PropagateSubjectRelationHook = class_renamed(
    'PropagateSubjectRelationHook', PropagateRelationHook,
    '[3.9] PropagateSubjectRelationHook has been renamed to PropagateRelationHook')
PropagateSubjectRelationAddHook = class_renamed(
    'PropagateSubjectRelationAddHook', PropagateRelationAddHook,
    '[3.9] PropagateSubjectRelationAddHook has been renamed to PropagateRelationAddHook')
PropagateSubjectRelationDelHook = class_renamed(
    'PropagateSubjectRelationDelHook', PropagateRelationDelHook,
    '[3.9] PropagateSubjectRelationDelHook has been renamed to PropagateRelationDelHook')
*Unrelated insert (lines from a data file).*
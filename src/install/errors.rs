//! Error types for installation operations.
//!
//! This module defines the error types that can occur while installing the
//! editor assets. Each error variant includes an actionable fix suggestion to
//! help users resolve the issue.

use std::fmt;
use std::path::PathBuf;
use thiserror::Error;

/// Kind of filesystem entry a removal failed on.
#[derive(Debug, Clone, Copy, PartialEq, Eq)]
pub enum EntryKind {
    /// A regular file or symlink.
    File,
    /// A directory.
    Directory,
}

impl fmt::Display for EntryKind {
    fn fmt(&self, f: &mut fmt::Formatter<'_>) -> fmt::Result {
        match self {
            Self::File => f.write_str("file"),
            Self::Directory => f.write_str("directory"),
        }
    }
}

/// Errors that can occur during installation.
///
/// Every variant is fatal: the installation stops at the failing step and
/// nothing already written is rolled back. Each variant carries a `fix`
/// field with an actionable suggestion for resolving the issue.
///
/// # Example
///
/// ```rust
/// use ace_installer::InstallError;
///
/// fn handle_error(error: InstallError) {
///     eprintln!("Installation failed during {}: {}", error.phase(), error);
///     eprintln!("To fix: {}", error.fix_suggestion());
/// }
/// ```
#[derive(Debug, Error)]
#[non_exhaustive]
pub enum InstallError {
    /// An installation option has the wrong type or an unsupported value.
    #[error("Invalid option \"{option}\": {message}")]
    InvalidConfiguration {
        /// Name of the offending option.
        option: String,
        /// What is wrong with it.
        message: String,
        /// Actionable suggestion for resolving the issue.
        fix: String,
    },

    /// A file or directory could not be deleted.
    #[error("Unable to remove the {kind} \"{}\" ({reason})", path.display())]
    FilesystemRemovalFailed {
        /// Phase that was removing files (`clear` or `extract`).
        phase: &'static str,
        /// The entry that could not be removed.
        path: PathBuf,
        /// Whether the entry is a file or a directory.
        kind: EntryKind,
        /// Underlying I/O error message.
        reason: String,
        /// Actionable suggestion for resolving the issue.
        fix: String,
    },

    /// The release archive could not be downloaded.
    #[error("Unable to download ACE ZIP archive from \"{url}\" ({reason})")]
    DownloadFailed {
        /// URL that was requested.
        url: String,
        /// Transport or HTTP status error message.
        reason: String,
        /// Actionable suggestion for resolving the issue.
        fix: String,
    },

    /// The downloaded bytes could not be written to a temporary file.
    #[error("Unable to write ACE ZIP archive to \"{}\" ({reason})", path.display())]
    TempWriteFailed {
        /// Temporary file location.
        path: PathBuf,
        /// Underlying I/O error message.
        reason: String,
        /// Actionable suggestion for resolving the issue.
        fix: String,
    },

    /// The downloaded file is not a readable ZIP archive.
    #[error("Unable to read ACE ZIP archive \"{}\" ({reason})", path.display())]
    CorruptArchive {
        /// Temporary archive location.
        path: PathBuf,
        /// ZIP reader error message.
        reason: String,
        /// Actionable suggestion for resolving the issue.
        fix: String,
    },

    /// Relocating the minified assets failed.
    #[error("Unable to copy \"{}\" to \"{}\" ({reason})", from.display(), to.display())]
    CopyFailed {
        /// Source file or directory.
        from: PathBuf,
        /// Destination file or directory.
        to: PathBuf,
        /// Underlying I/O error message.
        reason: String,
        /// Actionable suggestion for resolving the issue.
        fix: String,
    },

    /// The temporary archive could not be deleted after extraction.
    #[error("Unable to remove the ACE ZIP archive \"{}\" ({reason})", path.display())]
    ArchiveCleanupFailed {
        /// Temporary archive location.
        path: PathBuf,
        /// Underlying I/O error message.
        reason: String,
        /// Actionable suggestion for resolving the issue.
        fix: String,
    },

    /// A blocking installation step was cancelled before it finished.
    #[error("Installation interrupted during {phase}")]
    Interrupted {
        /// The phase that did not finish.
        phase: &'static str,
        /// Actionable suggestion for resolving the issue.
        fix: String,
    },
}

impl InstallError {
    /// Get an actionable suggestion for fixing this error.
    ///
    /// # Example
    ///
    /// ```rust
    /// use ace_installer::InstallError;
    ///
    /// let error = InstallError::DownloadFailed {
    ///     url: "https://github.com/ajaxorg/ace-builds/archive/v9.9.9.zip".to_string(),
    ///     reason: "HTTP status client error (404 Not Found)".to_string(),
    ///     fix: "Check that the release tag exists".to_string(),
    /// };
    /// assert!(error.fix_suggestion().contains("tag"));
    /// ```
    pub fn fix_suggestion(&self) -> &str {
        match self {
            Self::InvalidConfiguration { fix, .. } => fix,
            Self::FilesystemRemovalFailed { fix, .. } => fix,
            Self::DownloadFailed { fix, .. } => fix,
            Self::TempWriteFailed { fix, .. } => fix,
            Self::CorruptArchive { fix, .. } => fix,
            Self::CopyFailed { fix, .. } => fix,
            Self::ArchiveCleanupFailed { fix, .. } => fix,
            Self::Interrupted { fix, .. } => fix,
        }
    }

    /// Name of the installation phase that failed.
    pub fn phase(&self) -> &'static str {
        match self {
            Self::InvalidConfiguration { .. } => "resolve",
            Self::FilesystemRemovalFailed { phase, .. } => *phase,
            Self::DownloadFailed { .. } | Self::TempWriteFailed { .. } => "fetch",
            Self::CorruptArchive { .. }
            | Self::CopyFailed { .. }
            | Self::ArchiveCleanupFailed { .. } => "extract",
            Self::Interrupted { phase, .. } => *phase,
        }
    }

    pub(crate) fn invalid(option: &str, message: impl Into<String>) -> Self {
        let message = message.into();
        Self::InvalidConfiguration {
            fix: format!("Correct the \"{}\" option and try again", option),
            option: option.to_string(),
            message,
        }
    }

    pub(crate) fn removal(
        phase: &'static str,
        path: PathBuf,
        kind: EntryKind,
        error: &std::io::Error,
    ) -> Self {
        let fix = match error.kind() {
            std::io::ErrorKind::PermissionDenied => format!(
                "Check write permissions on the parent of \"{}\"",
                path.display()
            ),
            _ => "Make sure no other process is using the installation directory".to_string(),
        };
        Self::FilesystemRemovalFailed {
            phase,
            path,
            kind,
            reason: error.to_string(),
            fix,
        }
    }

    pub(crate) fn copy(from: PathBuf, to: PathBuf, reason: impl Into<String>) -> Self {
        Self::CopyFailed {
            fix: format!(
                "Check that \"{}\" is writable and has free space",
                to.display()
            ),
            from,
            to,
            reason: reason.into(),
        }
    }
}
# abstract classes for operation ###############################################

class Operation(object):
    """Base class for operations.

    Operation may be instantiated in the hooks' `__call__` method. It always
    takes a session object as first argument (accessible as `.session` from the
    operation instance), and optionally all keyword arguments needed by the
    operation. These keyword arguments will be accessible as attributes from the
    operation instance.

    An operation is triggered on connections pool events related to
    commit / rollback transations. Possible events are:

    * 'precommit':

      the transaction is being prepared for commit. You can freely do any heavy
      computation, raise an exception if the commit can't go. or even add some
      new operations during this phase. If you do anything which has to be
      reverted if the commit fails afterwards (eg altering the file system for
      instance), you'll have to support the 'revertprecommit' event to revert
      things by yourself

    * 'revertprecommit':

      if an operation failed while being pre-commited, this event is triggered
      for all operations which had their 'precommit' event already fired to let
      them revert things (including the operation which made the commit fail)

    * 'rollback':

      the transaction has been either rollbacked either:

       * intentionaly
       * a 'precommit' event failed, in which case all operations are rollbacked
         once 'revertprecommit'' has been called

    * 'postcommit':

      the transaction is over. All the ORM entities accessed by the earlier
      transaction are invalid. If you need to work on the database, you need to
      start a new transaction, for instance using a new internal session, which
      you will need to commit (and close!).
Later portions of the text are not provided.